外伝⑦ 血が繋がっていなくとも
外伝⑤と⑥からの続きの話です。
横山真由の家庭環境ははっきり言って地獄だ。実親から暴力を受けたり愛されてこなかった真由は他人からの愛情や期待にどう応えていいのかわからない。聖女として召喚され、王国内の瘴気の核をほぼ浄化した今でも、皆の期待以上の働きができているのか、自分なんかが聖女でいいのかと毎夜思ってしまうぐらいである。
(もしかして、誠司君の方が救世主として召喚されるはずだったのかな)
カグヤと模擬刀で訓練をしている誠司を見ながら真由は椅子に腰かけていた。
肩の傷がまだ痛むがだいぶ調子は良くなってきた。むしろずっと寝てばかりで腰が痛いぐらいだ。
アルベルト達連邦軍が帰ってから二日後。誠司はアルベルトとの一戦のため、より訓練に熱が入っている。魔法が苦手だったがアルベルトの指導のおかげで効率的に戦闘に組み込むことができるようになっている。成長速度が本当に速いと若手騎士団員達がほめていたほどだ。真由は誠司のことを誇らしく思う反面、何も成長していない自分に嫌気がさしていた。
(結局私一人だと浄化もできない。毎回神官の人が手伝ってくれるし、戦闘は全部みんなが引き受けてくれている。今回に至ってはアルベルトさんがいたからどうにかなったんだし。)

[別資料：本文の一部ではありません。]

use axum::{Json, extract::State};
use serde_json::{Value, json};

use crate::{infra::app_state::AppState, routes::ENDPOINTS};

/// Service banner listing the available endpoints.
pub async fn root_handler() -> Json<Value> {
    let endpoints: serde_json::Map<String, Value> = ENDPOINTS
        .iter()
        .map(|endpoint| {
            (
                endpoint.name.to_string(),
                json!(format!("{} {}", endpoint.method, endpoint.path)),
            )
        })
        .collect();

    Json(json!({
        "success": true,
        "message": "Pet Relay API is running",
        "version": env!("CARGO_PKG_VERSION"),
        "endpoints": endpoints,
    }))
}

pub async fn health_handler(State(state): State<AppState>) -> Json<Value> {
    Json(json!({
        "status": "healthy",
        "timestamp": chrono::Utc::now().to_rfc3339(),
        "version": env!("CARGO_PKG_VERSION"),
        "findings": state.findings().len(),
    }))
}
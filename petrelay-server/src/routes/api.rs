use axum::{
    Router,
    routing::{get, post},
};

use crate::{AppState, handlers::findings};

/// Routes nested under `/api`
pub fn create_api_router() -> Router<AppState> {
    Router::new()
        .route("/submit", post(findings::submit_finding_handler))
        .route("/pets", get(findings::list_pets_handler))
        .route("/stats", get(findings::stats_handler))
        .route("/clear", post(findings::clear_handler))
}
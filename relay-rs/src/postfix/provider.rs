use serde::{Deserialize, Serialize};

use crate::error::{RelayError, Result};

/// Relay provider presets
#[derive(Debug, Clone, Copy, Default, PartialEq, Eq, Hash, Serialize, Deserialize)]
#[serde(rename_all = "snake_case")]
pub enum Provider {
    Gmail,
    Outlook,
    Sendgrid,
    AwsSes,
    #[default]
    Custom,
}

/// Static settings for a provider
#[derive(Debug, Clone, Serialize)]
pub struct ProviderPreset {
    pub key: Provider,
    pub name: &'static str,
    /// Empty for [`Provider::Custom`]
    pub relay_host: &'static str,
    pub relay_port: u16,
    pub description: &'static str,
    #[serde(skip_serializing_if = "Option::is_none")]
    pub help_url: Option<&'static str>,
}

static PRESETS: [ProviderPreset; 5] = [
    ProviderPreset {
        key: Provider::Gmail,
        name: "Gmail",
        relay_host: "smtp.gmail.com",
        relay_port: 587,
        description: "Using Gmail SMTP requires an App Password (not regular password)",
        help_url: Some("https://support.google.com/accounts/answer/185833"),
    },
    ProviderPreset {
        key: Provider::Outlook,
        name: "Outlook/Hotmail",
        relay_host: "smtp-mail.outlook.com",
        relay_port: 587,
        description: "Microsoft account with SMTP access enabled",
        help_url: None,
    },
    ProviderPreset {
        key: Provider::Sendgrid,
        name: "SendGrid",
        relay_host: "smtp.sendgrid.net",
        relay_port: 587,
        description: "Requires SendGrid API credentials",
        help_url: None,
    },
    ProviderPreset {
        key: Provider::AwsSes,
        name: "AWS SES",
        relay_host: "email-smtp.us-east-1.amazonaws.com",
        relay_port: 587,
        description: "AWS SES SMTP credentials (region-specific endpoint)",
        help_url: None,
    },
    ProviderPreset {
        key: Provider::Custom,
        name: "Custom SMTP",
        relay_host: "",
        relay_port: 587,
        description: "Use custom SMTP server settings",
        help_url: None,
    },
];

impl Provider {
    pub const ALL: [Provider; 5] = [
        Provider::Gmail,
        Provider::Outlook,
        Provider::Sendgrid,
        Provider::AwsSes,
        Provider::Custom,
    ];

    pub fn as_str(&self) -> &'static str {
        match self {
            Provider::Gmail => "gmail",
            Provider::Outlook => "outlook",
            Provider::Sendgrid => "sendgrid",
            Provider::AwsSes => "aws_ses",
            Provider::Custom => "custom",
        }
    }

    pub fn preset(&self) -> &'static ProviderPreset {
        match self {
            Provider::Gmail => &PRESETS[0],
            Provider::Outlook => &PRESETS[1],
            Provider::Sendgrid => &PRESETS[2],
            Provider::AwsSes => &PRESETS[3],
            Provider::Custom => &PRESETS[4],
        }
    }

    pub fn presets() -> &'static [ProviderPreset] {
        &PRESETS
    }

    /// Providers whose login is the mailbox address
    pub fn username_is_email(&self) -> bool {
        matches!(self, Provider::Gmail | Provider::Outlook)
    }

    /// main.cf settings for this provider, `relayhost` first.
    ///
    /// Known providers require TLS; custom relays use opportunistic TLS.
    pub fn relay_settings(&self, relayhost: &str, sasl_map: &str) -> Vec<(&'static str, String)> {
        let tls_level = match self {
            Provider::Custom => "may",
            _ => "encrypt",
        };

        vec![
            ("relayhost", relayhost.to_string()),
            ("smtp_sasl_auth_enable", "yes".to_string()),
            ("smtp_sasl_password_maps", sasl_map.to_string()),
            ("smtp_sasl_security_options", "noanonymous".to_string()),
            ("smtp_tls_security_level", tls_level.to_string()),
            ("smtp_sasl_tls_security_options", "noanonymous".to_string()),
            ("inet_protocols", "ipv4".to_string()),
        ]
    }
}

impl std::fmt::Display for Provider {
    fn fmt(&self, f: &mut std::fmt::Formatter<'_>) -> std::fmt::Result {
        write!(f, "{}", self.as_str())
    }
}

impl std::str::FromStr for Provider {
    type Err = RelayError;

    fn from_str(s: &str) -> Result<Self> {
        Provider::ALL
            .into_iter()
            .find(|p| p.as_str() == s.trim().to_lowercase())
            .ok_or_else(|| RelayError::Validation(format!("Unknown provider: {}", s)))
    }
}

#[cfg(test)]
mod tests {
    use super::*;
    use crate::postfix::main_cf::RELAY_KEYS;

    #[test]
    fn test_parse_provider() {
        assert_eq!("gmail".parse::<Provider>().unwrap(), Provider::Gmail);
        assert_eq!("AWS_SES".parse::<Provider>().unwrap(), Provider::AwsSes);
        assert!("yahoo".parse::<Provider>().is_err());
    }

    #[test]
    fn test_serde_names() {
        assert_eq!(serde_json::to_string(&Provider::AwsSes).unwrap(), "\"aws_ses\"");
        let p: Provider = serde_json::from_str("\"sendgrid\"").unwrap();
        assert_eq!(p, Provider::Sendgrid);
    }

    #[test]
    fn test_presets() {
        for provider in Provider::ALL {
            let preset = provider.preset();
            assert_eq!(preset.key, provider);
            assert_eq!(preset.relay_port, 587);
        }
        assert_eq!(Provider::Gmail.preset().relay_host, "smtp.gmail.com");
        assert!(Provider::Gmail.preset().help_url.is_some());
        assert!(Provider::Custom.preset().relay_host.is_empty());
    }

    #[test]
    fn test_relay_settings_cover_managed_keys() {
        let settings = Provider::Gmail.relay_settings("[smtp.gmail.com]:587", "hash:/etc/postfix/sasl_passwd");
        let keys: Vec<&str> = settings.iter().map(|(k, _)| *k).collect();
        assert_eq!(keys, RELAY_KEYS.to_vec());
        assert!(settings.contains(&("smtp_tls_security_level", "encrypt".to_string())));

        let custom = Provider::Custom.relay_settings("[mx.example.org]:2525", "hash:/x");
        assert!(custom.contains(&("smtp_tls_security_level", "may".to_string())));
        assert!(custom.contains(&("smtp_sasl_auth_enable", "yes".to_string())));
    }
}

大勢の前で挨拶までした自分が本当に恥ずかしいと頭を抱えそうになった。周りは成長していると褒めてくれるが真由はそんな実感は一切ない。むしろ守られているだけで何もしていないとすら感じるのである。
「真由、痛むのかい?医務官を呼んでこようか。」
ずっと俯く真由を心配してクラノスが目線を合わせるようにしゃがんて話しかけてくれる。真由はとっさに顔を上げて大丈夫、と愛想笑いを返した。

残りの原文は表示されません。